MG TD TF 1500 - Bumper Bars - Replace or Rechrome?

Most of the chrome bits on my TF were replated in 1968 and have been wrapped in newspaper, in a large box, ever since. I have the receipt for the work. In those days plating was done properly and you can literally see how thick it is. Unfortunately the bumpers and over-riders where not done. They are not rusty but the plating is poor and there are some dents. I have seen repro ones for sale but I wonder how durable the plating will be. I suspect if I bought a set I would have to pay to have the plating stripped off and redone properly so it's probably best to recondition the metal work on the original ones and get them rechromed. Can anyone recommend a plater in the UK? All I would require is stripping, polishing and copper/nickel/chrome plating.

Cheers

Jan T
J Targosz

Jan, I can't say how well the replacement bumpers are today, but in 2005 I bought a set for our 72 MGB and they look like new today. I coated the back of the bumpers and the new over riders with Galvicon paint. It is silvery in color. No rust has appeared on any of the bumpers. One thing though, this car never sets outside when not in use. PJ

As it looks today.


Paul sr

In my experience, new bumpers not only have thinner chrome, but the contour is noticeably different from the originals. You are much better off trying to find a chromer in the UK, or perhaps on the Continent.

Tom Lange
MGT Repair
t lange

As tom noted the new bumpers have a different shape. Also there are a lot of overiders out there, labeled as fitting the TD/TF but they are for something else.

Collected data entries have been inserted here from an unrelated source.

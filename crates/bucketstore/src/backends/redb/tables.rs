//! Redb table definitions for buckets.
//!
//! Every bucket is its own physical redb table keyed and valued by raw bytes,
//! so redb's byte-wise key order is the bucket's iteration order.

use redb::{ReadableTable, ReadableTableMetadata, TableDefinition};

use crate::engine::{BucketName, StoreError, StoreResult};

/// The table definition type used for every bucket.
pub type BucketTable<'a> = TableDefinition<'a, &'static [u8], &'static [u8]>;

/// The table definition for a bucket.
///
/// The definition borrows the name; it is a handle for one `open_table` call
/// and is never stored.
pub fn bucket_table(bucket: &BucketName) -> BucketTable<'_> {
    TableDefinition::new(bucket.as_str())
}

/// The table definition for a table found by name while listing a database.
pub fn named_table(name: &str) -> BucketTable<'_> {
    TableDefinition::new(name)
}

/// Read one value out of an open table.
pub fn read_value<T>(table: &T, key: &[u8]) -> StoreResult<Option<Vec<u8>>>
where
    T: ReadableTable<&'static [u8], &'static [u8]>,
{
    Ok(table.get(key).map_err(StoreError::internal)?.map(|value| value.value().to_vec()))
}

/// Number of entries in an open table.
pub fn entry_count<T: ReadableTableMetadata>(table: &T) -> StoreResult<u64> {
    table.len().map_err(StoreError::internal)
}

/// Walk an open table in key order, stopping at the first callback error.
pub fn walk<T, E, F>(table: &T, mut f: F) -> Result<(), E>
where
    T: ReadableTable<&'static [u8], &'static [u8]>,
    E: From<StoreError>,
    F: FnMut(&[u8], &[u8]) -> Result<(), E>,
{
    for entry in table.iter().map_err(StoreError::internal)? {
        let (key, value) = entry.map_err(StoreError::internal)?;
        f(key.value(), value.value())?;
    }
    Ok(())
}
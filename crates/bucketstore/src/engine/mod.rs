//! Storage engine traits and abstractions.
//!
//! This module defines the seam between the [`Store`](crate::Store) facade and
//! the embedded transactional engine underneath it.

mod bucket;
mod error;
mod traits;

pub use bucket::BucketName;
pub use error::{StoreError, StoreResult};
pub use traits::{StorageEngine, Transaction};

My old bumpers were too far gone to work with. I got a new set from Abingdon. You can see the difference.

I had 2 overiders which came with the car in 1965. I think one was original and one was a replacement. One had a fixed, welded in place stud, the other slipped over a stud. I had to replace the fixed stud as it was too short. I had both rechromed.
I bought two, aditional ones, on eBay labeled as being for the TD. They had fixed studs. But the inner curve was far from fitting either the new Abingdon bumpers or the old rusted ones. I had to grind and file the overiders to fit.

Jim B.
JA Benjamin

I think my overiders are original - the car has been laid up since 1966. They have captive nuts, not studs, and these are in slotted holes to give a little movement when bolted up. Also a section of the sides is bent over for about 1" to slightly overlap the cross piece that takes the above nut. This overlap sits on the face of the bumper. I recall that repro overiders fitted to my former TD had a sharp edge which mated with the bumper profile and I had to dress this with a file to get a good fit. Can anyone confirm this? If mine are original then I will certainly get them replated.

Cheers

Jan T
J Targosz

Jan: Can you provide a picture of the front and rear of your overriders? Something does not seem right as you described it with regard to the 1" slight overlap. Not sure what you mean by that.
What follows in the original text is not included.